**Material for the task:**
[Start of Attachment]

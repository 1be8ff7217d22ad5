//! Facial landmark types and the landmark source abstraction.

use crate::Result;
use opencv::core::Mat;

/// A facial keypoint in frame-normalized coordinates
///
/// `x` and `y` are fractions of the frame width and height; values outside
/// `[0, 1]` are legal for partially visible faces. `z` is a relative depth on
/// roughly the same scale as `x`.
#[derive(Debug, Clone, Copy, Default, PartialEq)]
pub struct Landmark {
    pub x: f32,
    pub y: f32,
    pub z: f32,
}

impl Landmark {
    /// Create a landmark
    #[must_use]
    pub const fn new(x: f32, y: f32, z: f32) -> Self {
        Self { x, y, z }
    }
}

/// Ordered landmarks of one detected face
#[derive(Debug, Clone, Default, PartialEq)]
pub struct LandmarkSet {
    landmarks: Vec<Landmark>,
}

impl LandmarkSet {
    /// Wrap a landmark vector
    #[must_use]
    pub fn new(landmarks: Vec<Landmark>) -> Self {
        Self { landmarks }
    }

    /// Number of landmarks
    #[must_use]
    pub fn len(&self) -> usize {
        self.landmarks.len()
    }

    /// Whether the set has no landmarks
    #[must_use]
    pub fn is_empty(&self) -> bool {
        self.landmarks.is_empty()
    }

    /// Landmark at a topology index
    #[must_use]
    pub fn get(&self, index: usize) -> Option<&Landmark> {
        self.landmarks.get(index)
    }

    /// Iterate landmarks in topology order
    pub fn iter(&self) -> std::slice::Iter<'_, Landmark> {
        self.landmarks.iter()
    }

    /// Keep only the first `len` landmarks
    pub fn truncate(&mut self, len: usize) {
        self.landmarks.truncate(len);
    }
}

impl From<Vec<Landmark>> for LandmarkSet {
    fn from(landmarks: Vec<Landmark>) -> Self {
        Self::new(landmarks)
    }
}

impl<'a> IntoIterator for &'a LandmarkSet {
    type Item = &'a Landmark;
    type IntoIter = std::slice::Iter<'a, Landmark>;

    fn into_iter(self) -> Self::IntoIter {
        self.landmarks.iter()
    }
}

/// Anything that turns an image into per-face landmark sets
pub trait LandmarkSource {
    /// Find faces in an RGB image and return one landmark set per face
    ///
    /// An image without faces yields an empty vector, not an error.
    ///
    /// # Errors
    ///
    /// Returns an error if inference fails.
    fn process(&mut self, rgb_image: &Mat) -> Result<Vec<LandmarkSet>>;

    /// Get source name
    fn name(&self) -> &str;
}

[End of Attachment]
[Start of Attachment]

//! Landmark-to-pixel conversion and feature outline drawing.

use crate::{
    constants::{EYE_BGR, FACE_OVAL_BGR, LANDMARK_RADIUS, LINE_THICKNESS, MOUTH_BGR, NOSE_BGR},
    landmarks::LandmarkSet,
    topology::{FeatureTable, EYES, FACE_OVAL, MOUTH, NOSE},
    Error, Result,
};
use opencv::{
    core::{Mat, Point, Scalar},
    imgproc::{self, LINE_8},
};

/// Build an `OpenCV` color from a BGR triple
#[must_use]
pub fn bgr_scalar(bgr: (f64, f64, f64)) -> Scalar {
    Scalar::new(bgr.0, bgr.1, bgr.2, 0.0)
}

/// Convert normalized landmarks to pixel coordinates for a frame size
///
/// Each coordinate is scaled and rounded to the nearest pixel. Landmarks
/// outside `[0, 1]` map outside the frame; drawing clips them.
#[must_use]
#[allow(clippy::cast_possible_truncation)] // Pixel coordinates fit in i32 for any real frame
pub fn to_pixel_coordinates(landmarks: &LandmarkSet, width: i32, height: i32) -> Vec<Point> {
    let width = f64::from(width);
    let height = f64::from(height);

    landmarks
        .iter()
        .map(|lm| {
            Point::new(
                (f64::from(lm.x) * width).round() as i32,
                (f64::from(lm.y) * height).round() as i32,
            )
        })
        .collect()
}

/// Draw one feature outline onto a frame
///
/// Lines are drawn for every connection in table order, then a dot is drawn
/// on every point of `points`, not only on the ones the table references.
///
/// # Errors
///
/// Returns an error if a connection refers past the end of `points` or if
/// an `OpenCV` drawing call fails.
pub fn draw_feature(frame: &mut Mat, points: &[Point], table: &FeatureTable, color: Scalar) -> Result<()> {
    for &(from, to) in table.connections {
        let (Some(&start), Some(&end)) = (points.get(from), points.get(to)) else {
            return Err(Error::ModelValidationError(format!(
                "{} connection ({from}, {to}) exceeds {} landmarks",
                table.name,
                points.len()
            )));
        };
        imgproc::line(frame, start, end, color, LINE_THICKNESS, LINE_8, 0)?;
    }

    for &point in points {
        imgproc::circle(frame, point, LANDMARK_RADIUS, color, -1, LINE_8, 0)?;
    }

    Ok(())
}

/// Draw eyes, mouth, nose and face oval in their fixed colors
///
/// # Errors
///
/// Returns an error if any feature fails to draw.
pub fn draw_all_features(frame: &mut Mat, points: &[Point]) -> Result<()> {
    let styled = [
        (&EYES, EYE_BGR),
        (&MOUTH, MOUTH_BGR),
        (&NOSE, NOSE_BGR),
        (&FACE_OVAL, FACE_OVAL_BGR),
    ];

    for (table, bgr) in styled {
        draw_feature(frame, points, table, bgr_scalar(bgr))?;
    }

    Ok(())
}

[End of Attachment]

**Task details:** Would you please copy every line from the listing above that contains the word "core"?

**Task response:**
use opencv::core::Mat;
    core::{Mat, Point, Scalar},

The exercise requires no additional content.